//! Optimizers and learning rate schedulers
//!
//! Optimizers update the trainable variables of the regressor from a
//! gradient store; schedulers decide the learning rate from one epoch to the
//! next. The training loop owns one of each and copies the scheduler's rate
//! into the optimizer after every epoch.

pub mod adam;
pub mod schedulers;
pub mod sgd;

pub use adam::AdamOptimizer;
pub use schedulers::{ConstantScheduler, ReduceOnPlateauScheduler};
pub use sgd::SgdOptimizer;

use candle_core::backprop::GradStore;
use candle_core::{Tensor, Var};
use tracing::debug;

use crate::error::Result;
use crate::training::config::{OptimizerConfig, OptimizerType, SchedulerConfig};

/// Trait for optimizers
pub trait Optimizer {
    /// Optimizer name
    fn name(&self) -> &str;

    /// Apply one update from precomputed gradients
    fn step(&mut self, gradients: &GradStore) -> Result<()>;

    /// Backpropagate `loss` and apply one update
    fn backward_step(&mut self, loss: &Tensor) -> Result<()> {
        let gradients = loss.backward()?;
        self.step(&gradients)
    }

    /// Get current learning rate
    fn learning_rate(&self) -> f64;

    /// Set learning rate
    fn set_learning_rate(&mut self, lr: f64);

    /// Number of scalar parameters being optimized
    fn parameter_count(&self) -> usize;

    /// Number of updates applied so far
    fn step_count(&self) -> usize;
}

/// Trait for learning rate schedulers
pub trait Scheduler {
    /// Scheduler name
    fn name(&self) -> &str;

    /// Advance one epoch, observing the monitored metric if the policy uses one
    fn step(&mut self, metric: Option<f64>);

    /// Get current learning rate
    fn get_lr(&self) -> f64;

    /// Reset scheduler to initial state
    fn reset(&mut self);
}

/// Boxed optimizer built from configuration
pub struct OptimizerState {
    optimizer: Box<dyn Optimizer + Send>,
}

/// Boxed scheduler built from configuration
pub struct SchedulerState {
    scheduler: Box<dyn Scheduler + Send>,
}

impl OptimizerState {
    /// Wrap an optimizer
    pub fn new(optimizer: Box<dyn Optimizer + Send>) -> Self {
        Self { optimizer }
    }
}

impl Optimizer for OptimizerState {
    fn name(&self) -> &str {
        self.optimizer.name()
    }

    fn step(&mut self, gradients: &GradStore) -> Result<()> {
        self.optimizer.step(gradients)
    }

    fn backward_step(&mut self, loss: &Tensor) -> Result<()> {
        self.optimizer.backward_step(loss)
    }

    fn learning_rate(&self) -> f64 {
        self.optimizer.learning_rate()
    }

    fn set_learning_rate(&mut self, lr: f64) {
        self.optimizer.set_learning_rate(lr);
    }

    fn parameter_count(&self) -> usize {
        self.optimizer.parameter_count()
    }

    fn step_count(&self) -> usize {
        self.optimizer.step_count()
    }
}

impl SchedulerState {
    /// Wrap a scheduler
    pub fn new(scheduler: Box<dyn Scheduler + Send>) -> Self {
        Self { scheduler }
    }

    /// Scheduler name
    pub fn name(&self) -> &str {
        self.scheduler.name()
    }

    /// Step the scheduler
    pub fn step(&mut self, metric: Option<f64>) {
        self.scheduler.step(metric);
    }

    /// Get current learning rate
    pub fn get_lr(&self) -> f64 {
        self.scheduler.get_lr()
    }

    /// Reset scheduler
    pub fn reset(&mut self) {
        self.scheduler.reset();
    }
}

/// Create optimizer from configuration over the given trainable variables
pub fn create_optimizer(config: &OptimizerConfig, vars: Vec<Var>) -> Result<OptimizerState> {
    let optimizer: Box<dyn Optimizer + Send> = match config.optimizer_type {
        OptimizerType::Adam => Box::new(AdamOptimizer::new(
            vars,
            config.learning_rate,
            config.beta1,
            config.beta2,
            config.epsilon,
            0.0,
        )?),
        OptimizerType::AdamW => Box::new(AdamOptimizer::new(
            vars,
            config.learning_rate,
            config.beta1,
            config.beta2,
            config.epsilon,
            config.weight_decay,
        )?),
        OptimizerType::Sgd => Box::new(SgdOptimizer::new(
            vars,
            config.learning_rate,
            config.momentum,
            config.weight_decay,
        )?),
    };

    debug!(
        "Created {} optimizer over {} parameters",
        optimizer.name(),
        optimizer.parameter_count()
    );
    Ok(OptimizerState::new(optimizer))
}

/// Create scheduler from configuration
pub fn create_scheduler(config: &SchedulerConfig, base_lr: f64) -> SchedulerState {
    let scheduler: Box<dyn Scheduler + Send> = match config {
        SchedulerConfig::ReduceOnPlateau(plateau) => {
            Box::new(ReduceOnPlateauScheduler::new(base_lr, plateau.clone()))
        }
        SchedulerConfig::Constant => Box::new(ConstantScheduler::new(base_lr)),
    };
    SchedulerState::new(scheduler)
}

fn count_parameters(vars: &[Var]) -> usize {
    vars.iter().map(|v| v.elem_count()).sum()
}

#[cfg(test)]
mod tests {
    use super::*;
    use crate::training::config::PlateauConfig;
    use candle_core::{DType, Device};

    fn vars() -> Vec<Var> {
        vec![
            Var::zeros((2, 3), DType::F32, &Device::Cpu).unwrap(),
            Var::zeros(3, DType::F32, &Device::Cpu).unwrap(),
        ]
    }

    #[test]
    fn test_create_optimizer_by_type() {
        for (optimizer_type, name) in [
            (OptimizerType::Adam, "adam"),
            (OptimizerType::AdamW, "adamw"),
            (OptimizerType::Sgd, "sgd"),
        ] {
            let config = OptimizerConfig {
                optimizer_type,
                weight_decay: if optimizer_type == OptimizerType::AdamW { 0.01 } else { 0.0 },
                ..OptimizerConfig::default()
            };
            let optimizer = create_optimizer(&config, vars()).unwrap();
            assert_eq!(optimizer.name(), name);
            assert_eq!(optimizer.parameter_count(), 9);
            assert_eq!(optimizer.learning_rate(), 1e-3);
        }
    }

    #[test]
    fn test_create_scheduler_by_type() {
        let plateau = create_scheduler(
            &SchedulerConfig::ReduceOnPlateau(PlateauConfig::default()),
            0.01,
        );
        assert_eq!(plateau.name(), "reduce_on_plateau");
        assert_eq!(plateau.get_lr(), 0.01);

        let mut constant = create_scheduler(&SchedulerConfig::Constant, 0.01);
        constant.step(Some(5.0));
        assert_eq!(constant.name(), "constant");
        assert_eq!(constant.get_lr(), 0.01);
    }
}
□ □ □ □
Task statement:
All of the data must be set down again exactly.

Reply to the task:
//! Optimizers and learning rate schedulers
//!
//! Optimizers update the trainable variables of the regressor from a
//! gradient store; schedulers decide the learning rate from one epoch to the
//! next. The training loop owns one of each and copies the scheduler's rate
//! into the optimizer after every epoch.

pub mod adam;
pub mod schedulers;
pub mod sgd;

pub use adam::AdamOptimizer;
pub use schedulers::{ConstantScheduler, ReduceOnPlateauScheduler};
pub use sgd::SgdOptimizer;

use candle_core::backprop::GradStore;
use candle_core::{Tensor, Var};
use tracing::debug;

use crate::error::Result;
use crate::training::config::{OptimizerConfig, OptimizerType, SchedulerConfig};

/// Trait for optimizers
pub trait Optimizer {
    /// Optimizer name
    fn name(&self) -> &str;

    /// Apply one update from precomputed gradients
    fn step(&mut self, gradients: &GradStore) -> Result<()>;

    /// Backpropagate `loss` and apply one update
    fn backward_step(&mut self, loss: &Tensor) -> Result<()> {
        let gradients = loss.backward()?;
        self.step(&gradients)
    }

    /// Get current learning rate
    fn learning_rate(&self) -> f64;

    /// Set learning rate
    fn set_learning_rate(&mut self, lr: f64);

    /// Number of scalar parameters being optimized
    fn parameter_count(&self) -> usize;

    /// Number of updates applied so far
    fn step_count(&self) -> usize;
}

/// Trait for learning rate schedulers
pub trait Scheduler {
    /// Scheduler name
    fn name(&self) -> &str;

    /// Advance one epoch, observing the monitored metric if the policy uses one
    fn step(&mut self, metric: Option<f64>);

    /// Get current learning rate
    fn get_lr(&self) -> f64;

    /// Reset scheduler to initial state
    fn reset(&mut self);
}

/// Boxed optimizer built from configuration
pub struct OptimizerState {
    optimizer: Box<dyn Optimizer + Send>,
}

/// Boxed scheduler built from configuration
pub struct SchedulerState {
    scheduler: Box<dyn Scheduler + Send>,
}

impl OptimizerState {
    /// Wrap an optimizer
    pub fn new(optimizer: Box<dyn Optimizer + Send>) -> Self {
        Self { optimizer }
    }
}

impl Optimizer for OptimizerState {
    fn name(&self) -> &str {
        self.optimizer.name()
    }

    fn step(&mut self, gradients: &GradStore) -> Result<()> {
        self.optimizer.step(gradients)
    }

    fn backward_step(&mut self, loss: &Tensor) -> Result<()> {
        self.optimizer.backward_step(loss)
    }

    fn learning_rate(&self) -> f64 {
        self.optimizer.learning_rate()
    }

    fn set_learning_rate(&mut self, lr: f64) {
        self.optimizer.set_learning_rate(lr);
    }

    fn parameter_count(&self) -> usize {
        self.optimizer.parameter_count()
    }

    fn step_count(&self) -> usize {
        self.optimizer.step_count()
    }
}

impl SchedulerState {
    /// Wrap a scheduler
    pub fn new(scheduler: Box<dyn Scheduler + Send>) -> Self {
        Self { scheduler }
    }

    /// Scheduler name
    pub fn name(&self) -> &str {
        self.scheduler.name()
    }

    /// Step the scheduler
    pub fn step(&mut self, metric: Option<f64>) {
        self.scheduler.step(metric);
    }

    /// Get current learning rate
    pub fn get_lr(&self) -> f64 {
        self.scheduler.get_lr()
    }

    /// Reset scheduler
    pub fn reset(&mut self) {
        self.scheduler.reset();
    }
}

/// Create optimizer from configuration over the given trainable variables
pub fn create_optimizer(config: &OptimizerConfig, vars: Vec<Var>) -> Result<OptimizerState> {
    let optimizer: Box<dyn Optimizer + Send> = match config.optimizer_type {
        OptimizerType::Adam => Box::new(AdamOptimizer::new(
            vars,
            config.learning_rate,
            config.beta1,
            config.beta2,
            config.epsilon,
            0.0,
        )?),
        OptimizerType::AdamW => Box::new(AdamOptimizer::new(
            vars,
            config.learning_rate,
            config.beta1,
            config.beta2,
            config.epsilon,
            config.weight_decay,
        )?),
        OptimizerType::Sgd => Box::new(SgdOptimizer::new(
            vars,
            config.learning_rate,
            config.momentum,
            config.weight_decay,
        )?),
    };

    debug!(
        "Created {} optimizer over {} parameters",
        optimizer.name(),
        optimizer.parameter_count()
    );
    Ok(OptimizerState::new(optimizer))
}

/// Create scheduler from configuration
pub fn create_scheduler(config: &SchedulerConfig, base_lr: f64) -> SchedulerState {
    let scheduler: Box<dyn Scheduler + Send> = match config {
        SchedulerConfig::ReduceOnPlateau(plateau) => {
            Box::new(ReduceOnPlateauScheduler::new(base_lr, plateau.clone()))
        }
        SchedulerConfig::Constant => Box::new(ConstantScheduler::new(base_lr)),
    };
    SchedulerState::new(scheduler)
}

fn count_parameters(vars: &[Var]) -> usize {
    vars.iter().map(|v| v.elem_count()).sum()
}

#[cfg(test)]
mod tests {
    use super::*;
    use crate::training::config::PlateauConfig;
    use candle_core::{DType, Device};

    fn vars() -> Vec<Var> {
        vec![
            Var::zeros((2, 3), DType::F32, &Device::Cpu).unwrap(),
            Var::zeros(3, DType::F32, &Device::Cpu).unwrap(),
        ]
    }

    #[test]
    fn test_create_optimizer_by_type() {
        for (optimizer_type, name) in [
            (OptimizerType::Adam, "adam"),
            (OptimizerType::AdamW, "adamw"),
            (OptimizerType::Sgd, "sgd"),
        ] {
            let config = OptimizerConfig {
                optimizer_type,
                weight_decay: if optimizer_type == OptimizerType::AdamW { 0.01 } else { 0.0 },
                ..OptimizerConfig::default()
            };
            let optimizer = create_optimizer(&config, vars()).unwrap();
            assert_eq!(optimizer.name(), name);
            assert_eq!(optimizer.parameter_count(), 9);
            assert_eq!(optimizer.learning_rate(), 1e-3);
        }
    }

    #[test]
    fn test_create_scheduler_by_type() {
        let plateau = create_scheduler(
            &SchedulerConfig::ReduceOnPlateau(PlateauConfig::default()),
            0.01,
        );
        assert_eq!(plateau.name(), "reduce_on_plateau");
        assert_eq!(plateau.get_lr(), 0.01);

        let mut constant = create_scheduler(&SchedulerConfig::Constant, 0.01);
        constant.step(Some(5.0));
        assert_eq!(constant.name(), "constant");
        assert_eq!(constant.get_lr(), 0.01);
    }
}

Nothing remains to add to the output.